The add is because the /etc/resolv.conf file gets overwritten at each boot (at least on my home openwrt router), so adding it there only survives one boot or service load. Looking at the /etc/resolv.conf file on the Slate right now as it's connecting to the internet via USB tethering through my phone, the file reads:
root@GL-A1300:/etc# cat resolv.conf 
# Interface tethering
nameserver 172.20.10.1
which is the iphone that's connected to it for personal hotspot. I'm guessing it reloads at each boot or change in WAN, hence the possible need to include the desired DNS server in the dnsmasq service's file.

SO! either go add all your hostnames and IP's to the hosts file on the travel router, or do what I'm too scared to and enter Network > Interfaces in the luci interface and force all the dns settings. I don't know what the latter does in terms of changes that would affect the functionality of the gl.inet web admin interface (it is just openwrt 21.02.2 underneath, as of my current 4.2.1 firmware), but I have the functionality I need in my set up, if not everything I would desire.

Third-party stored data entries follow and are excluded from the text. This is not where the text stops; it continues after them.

//! Schnittstellen zu externen Sprach-Providern (ASR, Reasoning, TTS)
//!
//! Alle Aufrufe sind asynchron und laufen ausserhalb des Audio-Pfads im
//! Orchestrator-Task. Ergebnisse fliessen ueber begrenzte Kanaele zurueck.

use std::sync::Arc;

use async_trait::async_trait;
use callbridge_core::CallId;
use callbridge_protocol::{OrchestrationConfig, RealtimeOptions};
use thiserror::Error;
use tokio::sync::mpsc;

use crate::tools::ToolBroker;

// ---------------------------------------------------------------------------
// Fehler
// ---------------------------------------------------------------------------

#[derive(Debug, Clone, PartialEq, Eq, Error)]
pub enum ProviderError {
    #[error("{provider}: Zeitlimit nach {ms} ms")]
    Zeitlimit { provider: &'static str, ms: u64 },

    #[error("{provider} nicht erreichbar: {grund}")]
    NichtErreichbar { provider: &'static str, grund: String },

    /// Anfrage abgelehnt; Wiederholen aendert nichts
    #[error("{provider} lehnt ab: {grund}")]
    Abgelehnt { provider: &'static str, grund: String },

    #[error("abgebrochen")]
    Abgebrochen,
}

impl ProviderError {
    pub fn ist_wiederholbar(&self) -> bool {
        matches!(self, Self::Zeitlimit { .. } | Self::NichtErreichbar { .. })
    }

    pub fn provider(&self) -> &'static str {
        match self {
            Self::Zeitlimit { provider, .. }
            | Self::NichtErreichbar { provider, .. }
            | Self::Abgelehnt { provider, .. } => provider,
            Self::Abgebrochen => "-",
        }
    }
}

pub type ProviderResult<T> = Result<T, ProviderError>;

// ---------------------------------------------------------------------------
// Spracherkennung
// ---------------------------------------------------------------------------

/// Eingabe an einen laufenden Erkennungsstrom
#[derive(Debug, Clone, PartialEq)]
pub enum AsrEingabe {
    Audio(Vec<i16>),
    /// Heuristisches Turn-Ende (Stille-Timer); der Provider soll finalisieren
    TurnEnde,
}

#[derive(Debug, Clone, PartialEq, Eq)]
pub enum AsrErgebnis {
    Teilweise(String),
    Final(String),
}

/// Geoeffneter Erkennungsstrom einer Session
pub struct AsrStrom {
    pub eingabe: mpsc::Sender<AsrEingabe>,
    pub ergebnisse: mpsc::Receiver<AsrErgebnis>,
}

#[async_trait]
pub trait SpeechRecognizer: Send + Sync {
    fn name(&self) -> &'static str;

    async fn oeffnen(
        &self,
        call_id: &CallId,
        options: &RealtimeOptions,
        config: &OrchestrationConfig,
    ) -> ProviderResult<AsrStrom>;
}

// ---------------------------------------------------------------------------
// Reasoning
// ---------------------------------------------------------------------------

/// Ein Beitrag im Gespraechsverlauf
#[derive(Debug, Clone, PartialEq, Eq)]
pub struct Beitrag {
    pub rolle: Rolle,
    pub text: String,
}

#[derive(Debug, Clone, Copy, PartialEq, Eq)]
pub enum Rolle {
    Anrufer,
    Agent,
}

#[derive(Debug, Clone)]
pub struct Anfrage {
    pub call_id: CallId,
    pub turn: u64,
    pub text: String,
    pub verlauf: Vec<Beitrag>,
    pub system_prompt: Option<String>,
    pub language: String,
}

#[async_trait]
pub trait ReasoningEngine: Send + Sync {
    fn name(&self) -> &'static str;

    /// Streamt die Antwort als Text-Deltas nach `aus`
    ///
    /// Werkzeuge werden ueber `werkzeuge` aufgerufen; der Aufruf wartet auf
    /// das passende `tool.result` des Clients.
    async fn antworten(
        &self,
        anfrage: Anfrage,
        werkzeuge: &ToolBroker,
        aus: mpsc::Sender<String>,
    ) -> ProviderResult<()>;
}

// ---------------------------------------------------------------------------
// Sprachsynthese
// ---------------------------------------------------------------------------

#[async_trait]
pub trait SpeechSynthesizer: Send + Sync {
    fn name(&self) -> &'static str;

    /// Synthetisiert `text` und streamt PCM16-Bloecke nach `aus`
    async fn synthetisieren(
        &self,
        text: &str,
        config: &OrchestrationConfig,
        sample_rate: u32,
        aus: mpsc::Sender<Vec<i16>>,
    ) -> ProviderResult<()>;
}

/// Die drei Provider einer Session
#[derive(Clone)]
pub struct ProviderSet {
    pub asr: Arc<dyn SpeechRecognizer>,
    pub llm: Arc<dyn ReasoningEngine>,
    pub tts: Arc<dyn SpeechSynthesizer>,
}

impl ProviderSet {
    pub fn neu(
        asr: Arc<dyn SpeechRecognizer>,
        llm: Arc<dyn ReasoningEngine>,
        tts: Arc<dyn SpeechSynthesizer>,
    ) -> Self {
        Self { asr, llm, tts }
    }
}

impl std::fmt::Debug for ProviderSet {
    fn fmt(&self, f: &mut std::fmt::Formatter<'_>) -> std::fmt::Result {
        f.debug_struct("ProviderSet")
            .field("asr", &self.asr.name())
            .field("llm", &self.llm.name())
            .field("tts", &self.tts.name())
            .finish()
    }
}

I think that's all my rambling mind dump here at midnight EDT. Hope something in there helps send you down a path towards success.

ETA: added a line in the Slate's hosts file for one of my home devices, and tried to connect to it after rebooting the Slate (since reloading dnsmasq didn't suffice). I can connect using the the FQDN, but not hostname alone. So in my ssh app, I can use [email protected], but not pi@pi4b2. I do have a big hosts file on my home router since I have everything set to dhcp reservations. I imagine if you did the same sort of thing, you could just copy it over to the Slate and be pretty much good to go.

2nd ETA: had a firmware update to 4.2.3 available, so I plugged in to my ethernet network. /etc/resolv.conf now reads:
root@GL-A1300:~# cat /etc/resolv.conf 
# Interface wan
nameserver 10.0.0.13
search lan
so it's changing the file at every boot or WAN change. It got the DNS server from my home DHCP server flags. So either WG's configured DNS server isn't being passed through when the tunnel is brought up, or a change to include it would need to be made inside the Network > Interfaces tab and/or /etc/config/network, but I'm way past bedtime as a millennial old man.

choque · May 27, 2024, 8:31pm

Ok, I just checked. Network - DNS - DNS Rebinding Attack Protection is turned OFF.